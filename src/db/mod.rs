use anyhow::Result;
use sea_orm::{ConnectOptions, ConnectionTrait, Database, DatabaseConnection, Statement};
use std::path::Path;
use std::time::Duration;
use tracing::info;

pub mod migrator;
pub mod repositories;

pub use repositories::actor::{ActorRepository, SeaOrmActorRepository};
pub use repositories::film::{FilmRepository, SeaOrmFilmRepository};
pub use repositories::session::{SessionRepository, TowerSessionRepository};
pub use repositories::user::{SeaOrmUserRepository, UserRepository};

#[derive(Clone)]
pub struct Store {
    pub conn: DatabaseConnection,
}

impl Store {
    pub async fn new(db_url: &str) -> Result<Self> {
        Self::with_pool_options(db_url, 5, 1).await
    }

    pub async fn with_pool_options(
        db_url: &str,
        max_connections: u32,
        min_connections: u32,
    ) -> Result<Self> {
        use sea_orm_migration::MigratorTrait;

        if !db_url.contains(":memory:") {
            let path_str = db_url
                .trim_start_matches("sqlite://")
                .trim_start_matches("sqlite:");
            let path_str = path_str.split('?').next().unwrap_or(path_str);
            if let Some(parent) = Path::new(path_str).parent() {
                tokio::fs::create_dir_all(parent).await.ok();
            }
            if !Path::new(path_str).exists() {
                std::fs::File::create(path_str)?;
            }
        }

        let mut opt = ConnectOptions::new(db_url.to_string());
        opt.max_connections(max_connections)
            .min_connections(min_connections)
            .connect_timeout(Duration::from_secs(10))
            .acquire_timeout(Duration::from_secs(10))
            .idle_timeout(Duration::from_secs(300))
            .max_lifetime(Duration::from_secs(600))
            .sqlx_logging(false);

        let conn = Database::connect(opt).await?;

        migrator::Migrator::up(&conn, None).await?;

        info!(
            "Database connected & migrations applied (pool: {}-{})",
            min_connections, max_connections
        );

        Ok(Self { conn })
    }

    pub async fn ping(&self) -> Result<()> {
        let backend = self.conn.get_database_backend();
        self.conn
            .query_one(Statement::from_string(backend, "SELECT 1".to_string()))
            .await?;
        Ok(())
    }

    #[must_use]
    pub fn film_repo(&self) -> SeaOrmFilmRepository {
        SeaOrmFilmRepository::new(self.conn.clone())
    }

    #[must_use]
    pub fn actor_repo(&self) -> SeaOrmActorRepository {
        SeaOrmActorRepository::new(self.conn.clone())
    }

    #[must_use]
    pub fn user_repo(&self) -> SeaOrmUserRepository {
        SeaOrmUserRepository::new(self.conn.clone())
    }
}
use filmoteka::{Config, run};
use mimalloc::MiMalloc;

#[global_allocator]
static GLOBAL: MiMalloc = MiMalloc;

fn main() -> anyhow::Result<()> {
    dotenvy::dotenv().ok();

    let config = Config::load()?;
    let worker_threads = config.general.worker_threads;

    let mut builder = tokio::runtime::Builder::new_multi_thread();
    builder.enable_all();

    if worker_threads > 0 {
        builder.worker_threads(worker_threads);
    }

    let runtime = builder.build()?;
    runtime.block_on(run())
}
pub mod api;
pub mod cli;
pub mod config;
pub mod db;
pub mod domain;
pub mod entities;
pub mod models;
pub mod services;
pub mod state;

use anyhow::Context;
use clap::Parser;
use tokio::signal;

use cli::{Cli, Commands};
pub use config::Config;
use metrics_exporter_prometheus::PrometheusHandle;
use tracing::{error, info};
use tracing_subscriber::EnvFilter;

pub async fn run() -> anyhow::Result<()> {
    let cli = Cli::parse();

    let config = Config::load()?;
    config.validate()?;

    init_tracing(&config);

    let prometheus_handle = if config.observability.metrics_enabled {
        use metrics_exporter_prometheus::PrometheusBuilder;
        let builder = PrometheusBuilder::new();
        let handle = builder
            .install_recorder()
            .context("Failed to install Prometheus recorder")?;
        info!("Prometheus metrics recorder initialized");
        Some(handle)
    } else {
        None
    };

    match cli.command.unwrap_or(Commands::Serve) {
        Commands::Serve => run_server(config, prometheus_handle).await,
        Commands::Init => cli::commands::cmd_init(&config).await,
        Commands::CreateAdmin { username, password } => {
            cli::commands::cmd_create_admin(&config, &username, &password).await
        }
    }
}

fn init_tracing(config: &Config) {
    use tracing_subscriber::{layer::SubscriberExt, util::SubscriberInitExt};

    let env_filter = EnvFilter::try_from_default_env()
        .unwrap_or_else(|_| EnvFilter::new(&config.general.log_level));

    let registry = tracing_subscriber::registry().with(env_filter);

    if config.observability.json_logs {
        registry
            .with(tracing_subscriber::fmt::layer().json().with_current_span(true))
            .init();
    } else {
        registry.with(tracing_subscriber::fmt::layer()).init();
    }
}

async fn run_server(
    config: Config,
    prometheus_handle: Option<PrometheusHandle>,
) -> anyhow::Result<()> {
    info!("Filmoteka v{} starting...", env!("CARGO_PKG_VERSION"));

    let addr = format!("{}:{}", config.server.bind_address, config.server.port);

    let api_state = api::create_app_state_from_config(config, prometheus_handle).await?;
    let app = api::router(api_state);

    let listener = tokio::net::TcpListener::bind(&addr)
        .await
        .with_context(|| format!("Failed to bind {addr}"))?;

    info!("Web server running at http://{}", addr);

    axum::serve(listener, app)
        .with_graceful_shutdown(shutdown_signal())
        .await
        .context("Web server error")?;

    info!("Server stopped");
    Ok(())
}

async fn shutdown_signal() {
    match signal::ctrl_c().await {
        Ok(()) => info!("Shutdown signal received"),
        Err(e) => error!("Error listening for shutdown: {}", e),
    }
}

+ + + +

### Exercise goal
Lines of the material in which the word "tokio" occurs are to be copied out.

### Result of this exercise
                tokio::fs::create_dir_all(parent).await.ok();
    let mut builder = tokio::runtime::Builder::new_multi_thread();
use tokio::signal;
    let listener = tokio::net::TcpListener::bind(&addr)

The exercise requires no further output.